さて、2017年は50歳代(50~59歳)の貯蓄現在高は1699万円となっています。この1699万円という水準は過去10年を振り返ってみると、10年前の2008年の1675万円とほぼ同水準です。貯蓄現在高がもっとも少なかった2011年は1588万円でしたが、その後1600万円から1800万円のレンジを推移しています。この期間で最も貯蓄現在高が大きかったのが、2016年の1802万円です。

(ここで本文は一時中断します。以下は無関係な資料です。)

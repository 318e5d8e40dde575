// SPDX-License-Identifier: MIT OR Apache-2.0

//! Utility methods to encode or decode values in [CBOR] format.
//!
//! Message bodies are CBOR arrays and locally stored metadata records are CBOR maps. Decoding of
//! untrusted input goes through [`decode_cbor_exact`] which refuses any bytes following the first
//! data item.
//!
//! [CBOR]: https://cbor.io/
use std::io::Read;

use ciborium::de::Error as DeserializeError;
use ciborium::ser::Error as SerializeError;
use serde::{Deserialize, Serialize};
use thiserror::Error;

/// Serializes a value into CBOR format.
pub fn encode_cbor<T: Serialize>(value: &T) -> Result<Vec<u8>, EncodeError> {
    let mut bytes = Vec::new();
    ciborium::ser::into_writer(value, &mut bytes).map_err(Into::<EncodeError>::into)?;
    Ok(bytes)
}

/// Deserializes a value which was formatted in CBOR.
pub fn decode_cbor<T: for<'a> Deserialize<'a>, R: Read>(reader: R) -> Result<T, DecodeError> {
    let value = ciborium::from_reader::<T, R>(reader).map_err(Into::<DecodeError>::into)?;
    Ok(value)
}

/// Deserializes exactly one CBOR data item from the given bytes.
pub fn decode_cbor_exact<T: for<'a> Deserialize<'a>>(bytes: &[u8]) -> Result<T, DecodeError> {
    let mut remaining = bytes;
    let value = decode_cbor(&mut remaining)?;
    if !remaining.is_empty() {
        return Err(DecodeError::TrailingBytes(remaining.len()));
    }
    Ok(value)
}

/// An error occurred during CBOR serialization.
#[derive(Debug, Error)]
pub enum EncodeError {
    /// An error occurred while writing bytes.
    #[error("an error occurred while writing bytes: {0}")]
    Io(std::io::Error),

    /// An error indicating a value that cannot be serialized.
    #[error("an error occurred while serializing value: {0}")]
    Value(String),
}

impl From<SerializeError<std::io::Error>> for EncodeError {
    fn from(value: SerializeError<std::io::Error>) -> Self {
        match value {
            SerializeError::Io(err) => EncodeError::Io(err),
            SerializeError::Value(err) => EncodeError::Value(err),
        }
    }
}

/// An error occurred during CBOR deserialization.
#[derive(Debug, Error)]
pub enum DecodeError {
    /// An error occurred while reading bytes.
    #[error("an error occurred while reading bytes: {0}")]
    Io(std::io::Error),

    /// An error occurred while parsing bytes at the given offset.
    #[error("an error occurred while parsing bytes at position {0}")]
    Syntax(usize),

    /// An error occurred while processing a parsed value.
    #[error("an error occurred while processing a parsed value at position {0:?}: {1}")]
    Semantic(Option<usize>, String),

    /// The input caused serde to recurse too much.
    #[error("recursion limit exceeded while decoding")]
    RecursionLimitExceeded,

    /// Input contained more bytes after the decoded data item.
    #[error("{0} unexpected bytes after data item")]
    TrailingBytes(usize),
}

impl From<DeserializeError<std::io::Error>> for DecodeError {
    fn from(value: DeserializeError<std::io::Error>) -> Self {
        match value {
            DeserializeError::Io(err) => DecodeError::Io(err),
            DeserializeError::Syntax(offset) => DecodeError::Syntax(offset),
            DeserializeError::Semantic(offset, description) => {
                DecodeError::Semantic(offset, description)
            }
            DeserializeError::RecursionLimitExceeded => DecodeError::RecursionLimitExceeded,
        }
    }
}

また、過去10年の50歳代の貯蓄現在高推移は以下の通りです。
- 2008年:1675万円
- 2009年:1670万円
- 2010年:1660万円
- 2011年:1588万円
- 2012年:1675万円
- 2013年:1595万円
- 2014年:1663万円
- 2015年:1751万円
- 2016年:1802万円
- 2017年:1699万円
50歳代は40歳代と比べると貯蓄現在高の平均値は600万円ほど増えています。とはいえ、過去10年で見ると10年前とその水準は大きく変わりません。平均寿命などが延びていることや、年金の支払い開始時期に関して様々な議論がされている中で、貯蓄高を増やしたいという人が多いと思われますが、実際にはそれほど思うように貯蓄高が増えていないという人も多いのではないでしょうか。もっとも40歳代は貯蓄高が10年前と比べて減少していましたので、50歳代の貯蓄の状況は40歳代と比べると「まだまし」といえるのかもしれません。
負債現在高はやや増加
貯蓄現在高をここまで見てきましたが、続いて負債現在高も見ておきましょう。
実は50歳代の貯蓄現在高は先に見てきたように10年前と比べてほぼ変わらないのですが、負債現在高はやや増加しています。貯蓄は横ばい、負債は若干ですが増えるという過去10年での特徴です。
過去10年の50歳代の負債現在高は以下の通りです。
- 2008年:525万円
- 2009年:529万円
- 2010年:551万円
- 2011年:551万円
- 2012年:536万円
- 2013年:607万円
- 2014年:654万円
- 2015年:645万円
- 2016年:591万円
- 2017年:617万円
50歳代の過去10年の負債現在高のトレンドを見ますと、現在の負債現在高は617万円と10年前の2008年と比べると若干ですが増加しています。といっても、負債高は40歳代と比べるとかなり減少します。2017年の40歳代の負債現在高は1055万円でしたので、400万円程度も減少しています。もっとも住宅ローンなどに関係する借入がある世帯でも返済が進んでいるでしょうから減少していても当然ですね。
まとめにかえて
50歳代半ばから後半にかけては定年退職を意識される年齢でもありましょうし、それを前にして新しい就業機会の選択をされる人も多いかもしれません。そうした世代の貯蓄高は10年前とほぼ変わらず、負債高はやや増えているというのが過去10年の特徴です。もっとも、平均寿命が延びるなどする中でどこまで貯蓄高を上げて行けるのかというのがこの世代の方の興味ではないでしょうか。
【ご参考】総務省のデータ使用上の注意点
同調査でいう「貯蓄」とは、ゆうちょ銀行、郵便貯金・簡易生命保険管理機構(旧郵政公社)、銀行及びその他の金融機関(普通銀行等)への預貯金、生命保険及び積立型損害保険の掛金(加入してからの掛金の払込総額)並びに株式、債券、投資信託、金銭信託などの有価証券(株式及び投資信託については調査時点の時価、債券及び貸付信託・金銭信託については額面)といった金融機関への貯蓄と、社内預金、勤め先の共済組合などの金融機関外への貯蓄の合計を言います。いわゆる「貯金」、「預金」だけではないことに注意が必要です。表現としてはどちらかというと「金融資産」という方が近いかもしれません。また、同調査の貯蓄は世帯全体の貯蓄であり、また、個人営業世帯などの貯蓄には家計用のほか事業用も含めるとされています。したがって、個人事業主においてはそれに関係する資産も含まれるという点にも留意する必要があります。